Relating statistics to dynamics in axisymmetric homogeneous turbulence

TL;DR

This paper explores how body forces like rotation and stratification influence homogeneous turbulence, using structure functions and spectral analysis to understand anisotropic effects and their impact on turbulence dynamics.

Contribution

It introduces an anisotropic spectral formalism that effectively analyzes the complex structure and energy transfer in axisymmetric homogeneous turbulence under rotation or stratification.

Findings

Spectral transfer statistics are well-suited for analyzing anisotropic turbulence.

Orientation-dependent spectra reveal complex anisotropic energy transfer.

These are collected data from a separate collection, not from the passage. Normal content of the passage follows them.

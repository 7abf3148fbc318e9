//! Extraction context: the typed boundary between a divergence and an
//! external optimiser.
//!
//! The context owns the divergence together with validated flat bound
//! vectors and an initial guess. Optimisers see only
//! `objective: &[f64] -> f64` and the bounds; results come back as flat
//! vectors and are turned into filters with [`ExtractionContext::reconstruct`].

use serde::{Deserialize, Serialize};

use crate::codec::{pack, unpack, FilterShape};
use crate::divergence::Divergence;
use crate::error::{FilterError, Result};
use crate::filter::Filter;

/// Outcome of one optimiser run.
#[derive(Debug, Clone, PartialEq, Serialize, Deserialize)]
pub struct OptimizeResult {
    /// Best flat parameter vector found.
    pub params: Vec<f64>,
    /// Objective at `params`.
    pub value: f64,
    /// Whether the optimiser met its own stopping criterion.
    pub converged: bool,
    /// Iterations spent, in the optimiser's own unit.
    pub iterations: usize,
}

/// A bound-constrained minimiser.
///
/// Failing to converge is reported through [`OptimizeResult::converged`],
/// never as an error.
pub trait Optimizer {
    /// Minimise `objective` inside `[lower, upper]` starting from `initial`.
    fn minimize(
        &self,
        objective: &dyn Fn(&[f64]) -> f64,
        lower: &[f64],
        upper: &[f64],
        initial: &[f64],
    ) -> OptimizeResult;
}

/// Filter recovered by an optimiser run.
#[derive(Debug, Clone)]
pub struct Extraction {
    /// Filter decoded from [`OptimizeResult::params`].
    pub filter: Filter,
    /// Raw optimiser output.
    pub result: OptimizeResult,
}

/// Pick the best of several runs (for example a multi-start batch).
///
/// The lowest finite objective wins; on equal objectives a converged run
/// is preferred. Returns `None` for an empty input.
pub fn best_of(results: impl IntoIterator<Item = OptimizeResult>) -> Option<OptimizeResult> {
    let mut n_runs = 0usize;
    let mut best: Option<OptimizeResult> = None;
    for r in results {
        n_runs += 1;
        if !r.value.is_finite() {
            tracing::warn!("discarding run with non-finite objective {}", r.value);
            continue;
        }
        let better = match &best {
            None => true,
            Some(b) => r.value < b.value || (r.value == b.value && r.converged && !b.converged),
        };
        if better {
            best = Some(r);
        }
    }
    match &best {
        Some(b) if !b.converged => {
            tracing::warn!(
                "best of {n_runs} runs did not converge, keeping objective {:.6e}",
                b.value
            );
        }
        Some(b) => tracing::debug!("best of {n_runs} runs: objective {:.6e}", b.value),
        None => tracing::warn!("best-of reduction over {n_runs} runs found no usable result"),
    }
    best
}

/// Divergence plus validated search box.
#[derive(Debug, Clone)]
pub struct ExtractionContext {
    divergence: Divergence,
    lower: Vec<f64>,
    upper: Vec<f64>,
    initial: Vec<f64>,
}

fn check_len(expected: usize, v: &[f64]) -> Result<()> {
    if v.len() == expected {
        Ok(())
    } else {
        Err(FilterError::BoundsLengthMismatch {
            expected,
            got: v.len(),
        })
    }
}

impl ExtractionContext {
    /// Validate bounds against the divergence's shape.
    ///
    /// Each vector must have the shape's arity, `lower ≤ initial ≤ upper`
    /// must hold componentwise and the initial guess must decode to a
    /// valid filter.
    pub fn new(
        divergence: Divergence,
        lower: Vec<f64>,
        upper: Vec<f64>,
        initial: Vec<f64>,
    ) -> Result<Self> {
        let n = divergence.shape().size();
        check_len(n, &lower)?;
        check_len(n, &upper)?;
        check_len(n, &initial)?;
        for (index, ((&lo, &hi), &x)) in lower.iter().zip(&upper).zip(&initial).enumerate() {
            // NaN fails every comparison and lands here too.
            if !(lo <= x && x <= hi) {
                return Err(FilterError::InvalidBounds {
                    index,
                    lower: lo,
                    initial: x,
                    upper: hi,
                });
            }
        }
        unpack(&initial, divergence.shape())?;

        tracing::debug!(
            "extraction context: shape {}, {} params, divergence {:?}",
            divergence.shape(),
            n,
            divergence.kind()
        );
        Ok(Self {
            divergence,
            lower,
            upper,
            initial,
        })
    }

    /// Build the bound vectors from three filters of the divergence's shape.
    pub fn from_filters(
        divergence: Divergence,
        lower: &Filter,
        upper: &Filter,
        initial: &Filter,
    ) -> Result<Self> {
        for f in [lower, upper, initial] {
            let shape = f.shape();
            if &shape != divergence.shape() {
                return Err(FilterError::ShapeMismatch {
                    expected: divergence.shape().to_string(),
                    got: shape.to_string(),
                });
            }
        }
        Self::new(divergence, pack(lower), pack(upper), pack(initial))
    }

    /// Lower bounds.
    pub fn lower(&self) -> &[f64] {
        &self.lower
    }

    /// Upper bounds.
    pub fn upper(&self) -> &[f64] {
        &self.upper
    }

    /// Initial guess.
    pub fn initial(&self) -> &[f64] {
        &self.initial
    }

    /// Shape of the searched filter.
    pub fn shape(&self) -> &FilterShape {
        self.divergence.shape()
    }

    /// Underlying divergence.
    pub fn divergence(&self) -> &Divergence {
        &self.divergence
    }

    /// Loss at `params`; see [`Divergence::objective`].
    pub fn objective(&self, params: &[f64]) -> Result<f64> {
        self.divergence.objective(params)
    }

    /// Loss with failures mapped to `f64::MAX`, for optimisers that cannot
    /// handle errors.
    pub fn penalized_objective(&self, params: &[f64]) -> f64 {
        match self.divergence.objective(params) {
            Ok(v) if v.is_finite() => v,
            Ok(_) => f64::MAX,
            Err(e) => {
                tracing::trace!("objective rejected {params:?}: {e}");
                f64::MAX
            }
        }
    }

    /// Decode a flat vector into a filter.
    pub fn reconstruct(&self, params: &[f64]) -> Result<Filter> {
        unpack(params, self.divergence.shape())
    }

    /// Run `optimizer` on the penalised objective from the stored
    /// initial guess and decode its best vector.
    pub fn run(&self, optimizer: &impl Optimizer) -> Result<Extraction> {
        let objective = |p: &[f64]| self.penalized_objective(p);
        let result = optimizer.minimize(&objective, &self.lower, &self.upper, &self.initial);
        if !result.converged {
            tracing::warn!(
                "optimizer stopped without converging after {} iterations",
                result.iterations
            );
        }
        let filter = self.reconstruct(&result.params)?;
        Ok(Extraction { filter, result })
    }
}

The formalism helps interpret isotropic third-order structure function results in anisotropic contexts.

Abstract

The structure and the dynamics of homogeneous turbulence are modified by the presence of body forces such that the Coriolis or the buoyancy forces, which may render a wide range of turbulence scales anisotropic. The corresponding statistical characterization of such effects is done in physical space using structure functions, as well as in spectral space with spectra of two-point correlations, providing two complementary viewpoints. In this framework, second-order and third-order structure functions are put in parallel with spectra of two-point second- and third-order velocity correlation functions, using passage relations. Such relations apply in the isotropic case, or for isotropically averaged statistics, which, however, do not reflect the actual more complex structure of anisotropic turbulence submitted to rotation or stratification. This complexity is demonstrated in this paper by orientation-dependent energy and energy transfer spectra produced in both cases by means of a two-point statistical model for axisymmetric turbulence. We show that, to date, the anisotropic formalism used in the spectral transfer statistics is especially well-suited to analyze the refined dynamics of anisotropic homogeneous turbulence, and that it can help in the analysis of isotropically computed third-order structure function statistics often used to characterize anisotropic contexts.